Cuts to educational programs within correctional institutions are impeding prisoners' employment and skill development options, eventually creating danger to public safety, according to a recent analysis from a prison watchdog body.

Pattern of Repeat Crimes Linked to Shortage of Training

Habitual criminals often cause disorder in their communities due to the inability of prisons to offer sufficient education and employment programs that could help break the cycle of criminal behavior, the analysis indicated.

“I have serious concerns about the effect of real-terms learning funding reductions on already insufficient services and about the absence of real desire and drive for progress that this represents.”

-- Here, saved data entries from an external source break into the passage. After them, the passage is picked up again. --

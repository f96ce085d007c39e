//! Backend access for clients and meal plans.
//!
//! [`PlanApi`] is the seam between the plan store and the REST backend.
//! [`HttpPlanApi`] talks to the real service; [`MemoryPlanApi`] keeps
//! everything in process.

mod envelope;
mod error;
mod http;
mod memory;

use async_trait::async_trait;
use serde::{Deserialize, Serialize};

use crate::date_key::DateKey;
use crate::models::{Client, ClientId, DietitianId, MealPlan, MealPlanDraft, PlanId};

pub use error::ApiError;
pub use http::HttpPlanApi;
pub use memory::{ApiCall, MemoryPlanApi};

/// Body of `POST /meal-plans`.
#[derive(Debug, Clone, PartialEq, Serialize, Deserialize)]
#[serde(rename_all = "camelCase")]
pub struct CreatePlanRequest {
    #[serde(flatten)]
    pub draft: MealPlanDraft,
    pub dietitian_id: DietitianId,
    pub user_id: ClientId,
}

/// Body of `POST /meal-plans/{planId}/assign`.
#[derive(Debug, Clone, PartialEq, Serialize, Deserialize)]
#[serde(rename_all = "camelCase")]
pub struct AssignDatesRequest {
    pub user_id: ClientId,
    pub dates: Vec<DateKey>,
}

/// Body of `DELETE /meal-plans/{planId}/dates`.
#[derive(Debug, Clone, PartialEq, Serialize, Deserialize)]
#[serde(rename_all = "camelCase")]
pub struct RemoveDatesRequest {
    pub user_id: ClientId,
    pub dietitian_id: DietitianId,
    pub dates: Vec<DateKey>,
}

/// Remote store of record for clients and meal plans.
///
/// Every method is a single request. Implementations must not retry.
#[async_trait]
pub trait PlanApi: Send + Sync {
    async fn list_clients(&self, dietitian: &DietitianId) -> Result<Vec<Client>, ApiError>;

    async fn list_plans(
        &self,
        dietitian: &DietitianId,
        client: &ClientId,
    ) -> Result<Vec<MealPlan>, ApiError>;

    async fn create_plan(&self, request: &CreatePlanRequest) -> Result<MealPlan, ApiError>;

    async fn assign_dates(
        &self,
        plan: &PlanId,
        request: &AssignDatesRequest,
    ) -> Result<(), ApiError>;

    async fn remove_dates(
        &self,
        plan: &PlanId,
        request: &RemoveDatesRequest,
    ) -> Result<(), ApiError>;

    async fn delete_plan(&self, plan: &PlanId) -> Result<(), ApiError>;
}
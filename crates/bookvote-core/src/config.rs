//! bookvote.toml configuration.
//!
//! Precedence, lowest first: built-in defaults, the TOML file, the `PORT`
//! and `ADMIN_PASSWORD` environment variables, then whatever the caller
//! applies on top (CLI flags).

use std::net::IpAddr;
use std::path::{Path, PathBuf};

use serde::{Deserialize, Serialize};
use tracing::{info, warn};

use crate::cookie::{DEFAULT_MAX_AGE_DAYS, VOTE_COOKIE};

pub const DEFAULT_PORT: u16 = 3000;
pub const DEFAULT_ADMIN_PASSWORD: &str = "mypassword";
pub const DEFAULT_MAX_UPLOAD_BYTES: usize = 10 * 1024 * 1024;

pub const ENV_PORT: &str = "PORT";
pub const ENV_ADMIN_PASSWORD: &str = "ADMIN_PASSWORD";

#[derive(Debug, Clone, Default, Serialize, Deserialize)]
#[serde(default)]
pub struct BookvoteConfig {
    pub server: ServerConfig,
    pub admin: AdminConfig,
    pub storage: StorageConfig,
    pub voting: VotingConfig,
    pub logging: LoggingConfig,
}

#[derive(Debug, Clone, Serialize, Deserialize)]
#[serde(default)]
pub struct ServerConfig {
    pub bind: IpAddr,
    pub port: u16,
    /// Upper bound on any request body, spreadsheet uploads included.
    pub max_upload_bytes: usize,
}

impl Default for ServerConfig {
    fn default() -> Self {
        Self {
            bind: IpAddr::from([0, 0, 0, 0]),
            port: DEFAULT_PORT,
            max_upload_bytes: DEFAULT_MAX_UPLOAD_BYTES,
        }
    }
}

#[derive(Debug, Clone, Serialize, Deserialize)]
#[serde(default)]
pub struct AdminConfig {
    pub password: String,
}

impl Default for AdminConfig {
    fn default() -> Self {
        Self {
            password: DEFAULT_ADMIN_PASSWORD.to_string(),
        }
    }
}

#[derive(Debug, Clone, Serialize, Deserialize)]
#[serde(default)]
pub struct StorageConfig {
    pub data_dir: PathBuf,
    pub uploads_dir: PathBuf,
    pub covers_dir: PathBuf,
    pub public_dir: PathBuf,
}

impl Default for StorageConfig {
    fn default() -> Self {
        Self {
            data_dir: PathBuf::from("data"),
            uploads_dir: PathBuf::from("uploads"),
            covers_dir: PathBuf::from("covers"),
            public_dir: PathBuf::from("public"),
        }
    }
}

impl StorageConfig {
    /// Path of the database file inside the data dir.
    pub fn database_path(&self) -> PathBuf {
        self.data_dir.join("bookvote.redb")
    }

    /// Every directory that must exist before serving.
    pub fn directories(&self) -> [&Path; 4] {
        [
            &self.data_dir,
            &self.uploads_dir,
            &self.covers_dir,
            &self.public_dir,
        ]
    }
}

#[derive(Debug, Clone, Serialize, Deserialize)]
#[serde(default)]
pub struct VotingConfig {
    pub cookie_name: String,
    pub cookie_max_age_days: u64,
}

impl Default for VotingConfig {
    fn default() -> Self {
        Self {
            cookie_name: VOTE_COOKIE.to_string(),
            cookie_max_age_days: DEFAULT_MAX_AGE_DAYS,
        }
    }
}

#[derive(Debug, Clone, Copy, Default, PartialEq, Eq, Serialize, Deserialize)]
#[serde(rename_all = "lowercase")]
pub enum LogFormat {
    #[default]
    Pretty,
    Json,
}

#[derive(Debug, Clone, Default, Serialize, Deserialize)]
#[serde(default)]
pub struct LoggingConfig {
    pub format: LogFormat,
}

impl BookvoteConfig {
    pub fn from_file(path: &Path) -> anyhow::Result<Self> {
        let content = std::fs::read_to_string(path)?;
        let config: BookvoteConfig = toml::from_str(&content)?;
        Ok(config)
    }

    /// Load from `path` when given, defaults otherwise, then apply the environment.
    pub fn load(path: Option<&Path>) -> anyhow::Result<Self> {
        let mut config = match path {
            Some(p) => {
                info!(path = ?p, "loading config file");
                Self::from_file(p)?
            }
            None => Self::default(),
        };
        config.apply_env(|key| std::env::var(key).ok());
        Ok(config)
    }

    /// Override fields from environment lookups. Invalid values are ignored.
    pub fn apply_env<F>(&mut self, lookup: F)
    where
        F: Fn(&str) -> Option<String>,
    {
        if let Some(raw) = lookup(ENV_PORT) {
            match raw.trim().parse() {
                Ok(port) => self.server.port = port,
                Err(e) => warn!(value = %raw, error = %e, "invalid {ENV_PORT}, keeping {}", self.server.port),
            }
        }
        if let Some(password) = lookup(ENV_ADMIN_PASSWORD) {
            self.admin.password = password;
        }
    }

    pub fn uses_default_password(&self) -> bool {
        self.admin.password == DEFAULT_ADMIN_PASSWORD
    }
}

Funding Cuts Endanger Rehabilitation Efforts

In spite of promises to enhance availability to education, spending on frontline educational programs in correctional institutions is being cut by as much as 50%, according to latest disclosures.

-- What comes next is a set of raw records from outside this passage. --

//! Admin gate for the results and reset pages.
//!
//! The shared secret is accepted from an `X-Admin-Password` header or as the
//! password half of HTTP Basic credentials (any user name), so a browser
//! can reach the pages through its native login prompt.
//!
//! Browsers replay cached Basic credentials on any request, including an
//! `<img>` on a foreign site, so [`ResetAccess`] only honours them when the
//! request shows it came from this origin.

use axum::extract::FromRequestParts;
use axum::http::header::{AUTHORIZATION, WWW_AUTHENTICATE};
use axum::http::request::Parts;
use axum::http::{HeaderMap, StatusCode};
use axum::response::{IntoResponse, Response};
use base64::Engine;
use base64::engine::general_purpose::STANDARD;
use tracing::warn;

use crate::AppState;
use crate::views::notice;

pub const ADMIN_PASSWORD_HEADER: &str = "x-admin-password";
pub const REALM: &str = r#"Basic realm="bookvote admin""#;
pub const SEC_FETCH_SITE: &str = "sec-fetch-site";

/// Where the presented secret came from.
#[derive(Debug, Clone, PartialEq, Eq)]
pub enum Credential {
    Header(String),
    Basic(String),
}

impl Credential {
    pub fn secret(&self) -> &str {
        match self {
            Credential::Header(s) | Credential::Basic(s) => s,
        }
    }
}

/// Proof that the request carried the admin secret.
#[derive(Debug, Clone, Copy)]
pub struct AdminAccess;

impl FromRequestParts<AppState> for AdminAccess {
    type Rejection = Response;

    async fn from_request_parts(parts: &mut Parts, state: &AppState) -> Result<Self, Self::Rejection> {
        match presented_credential(&parts.headers) {
            Some(credential) if state.admin.verify(credential.secret()) => Ok(AdminAccess),
            presented => {
                warn!(uri = %parts.uri, presented = presented.is_some(), "admin access denied");
                Err(unauthorized())
            }
        }
    }
}

/// Admin access for state-changing GET routes.
///
/// The header secret always works; Basic credentials only on same-origin
/// requests.
#[derive(Debug, Clone, Copy)]
pub struct ResetAccess;

impl FromRequestParts<AppState> for ResetAccess {
    type Rejection = Response;

    async fn from_request_parts(parts: &mut Parts, state: &AppState) -> Result<Self, Self::Rejection> {
        AdminAccess::from_request_parts(parts, state).await?;
        match presented_credential(&parts.headers) {
            Some(Credential::Basic(_)) if !is_same_origin(&parts.headers) => {
                warn!(uri = %parts.uri, "admin action refused: cross-site request");
                Err(forbidden())
            }
            _ => Ok(ResetAccess),
        }
    }
}

/// The credential the client presented, if any.
pub fn presented_credential(headers: &HeaderMap) -> Option<Credential> {
    if let Some(value) = headers.get(ADMIN_PASSWORD_HEADER) {
        return value.to_str().ok().map(|s| Credential::Header(s.to_string()));
    }

    let encoded = headers
        .get(AUTHORIZATION)?
        .to_str()
        .ok()?
        .strip_prefix("Basic ")?;
    let decoded = String::from_utf8(STANDARD.decode(encoded.trim()).ok()?).ok()?;
    let (_, password) = decoded.split_once(':')?;
    Some(Credential::Basic(password.to_string()))
}

/// Whether the request positively comes from this site: `Sec-Fetch-Site`
/// says so, or the `Origin`/`Referer` authority matches `Host`. A request
/// with no such signal is not same-origin.
pub fn is_same_origin(headers: &HeaderMap) -> bool {
    if let Some(site) = header(headers, SEC_FETCH_SITE) {
        return matches!(site, "same-origin" | "none");
    }
    let Some(host) = header(headers, "host") else {
        return false;
    };
    header(headers, "origin")
        .or_else(|| header(headers, "referer"))
        .and_then(authority)
        .is_some_and(|a| a.eq_ignore_ascii_case(host))
}

fn header<'h>(headers: &'h HeaderMap, name: &str) -> Option<&'h str> {
    headers.get(name).and_then(|v| v.to_str().ok())
}

/// `host[:port]` of an absolute URL.
fn authority(url: &str) -> Option<&str> {
    let (_, rest) = url.split_once("://")?;
    rest.split(['/', '?', '#']).next().filter(|a| !a.is_empty())
}

fn unauthorized() -> Response {
    (
        StatusCode::UNAUTHORIZED,
        [(WWW_AUTHENTICATE, REALM)],
        notice("Admin password required."),
    )
        .into_response()
}

fn forbidden() -> Response {
    (
        StatusCode::FORBIDDEN,
        notice("Open this page from the admin console."),
    )
        .into_response()
}
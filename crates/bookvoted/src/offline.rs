//! Commands that work on the database directly while the server is down.

use bookvote_core::{BookvoteConfig, tally};
use bookvote_state::StateStore;
use tracing::info;

pub fn print_results(config: &BookvoteConfig) -> anyhow::Result<()> {
    let store = StateStore::open(&config.storage.database_path())?;
    let books = store.load_books()?;
    let votes = store.load_votes()?;
    let epoch = store.vote_epoch()?;

    let result = tally(&books, votes.values());
    println!("round {epoch}, {} ballot(s)", result.ballots());
    for (rank, row) in result.ranked().iter().enumerate() {
        println!("{:>3}. {:<48} {:>6}", rank + 1, row.title, row.points);
    }
    if !result.unlisted().is_empty() {
        println!("not on the ballot:");
        for (title, points) in result.unlisted() {
            println!("     {title:<48} {points:>6}");
        }
    }
    Ok(())
}

pub fn reset_votes(config: &BookvoteConfig) -> anyhow::Result<()> {
    let store = StateStore::open(&config.storage.database_path())?;
    let epoch = store.reset_votes()?;
    info!(epoch, "votes reset from the command line");
    println!("votes cleared, new round {epoch}");
    Ok(())
}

While the total training budget has stayed the same, the expense of program agreements has soared, as claimed by prison governors.

  • Just 31% of former inmates are employed six months after release
  • Ninety-four of one hundred four inspected facilities were rated “inadequate” or “not sufficiently good” for meaningful activity
  • Typical attendance in educational activities was just 67% in reviewed prisons

Inadequate Situations Impede Rehabilitation

Overcrowding, a shortage of workshop facilities, machinery breakdowns, and aging infrastructure have worsened the situation, per the analysis.

Numerous inmates remain for weeks to be allocated an training spot and are often assigned any is open, rather than training applicable to their career opportunities upon leaving.

Even when work went ahead, full-time jobs generally occupied prisoners for just five hours per day, with numerous positions divided into partial places to stretch meagre provision more widely.

Official Position and Future Plans

The prison system has a duty to safeguard the community by making inmates less likely to commit crimes again when they are freed, but too often it is falling short to fulfill this obligation.

The best administrators understand that jails, and ultimately our society, are safer if inmates are purposefully occupied, and that training, skill development and employment play a vital role in encouraging prisoners to turn their lives around.

It is understood that meaningful engagement can help to enable secure and decent correctional facilities and have a positive impact on reoffending levels.”

Until leaders in the prison service take the delivery of high-quality training and training more seriously, it is hard to see how extremely high reoffending levels can be lowered.

The spending reductions are also expected to hinder efforts to introduce a new reward-driven correctional regime that would enable prisoners to gain time off their sentence by finishing employment, training and learning programs.

Felicia Richard
Felicia Richard

A tech enthusiast and gaming strategist with over a decade of experience in digital content creation and community building.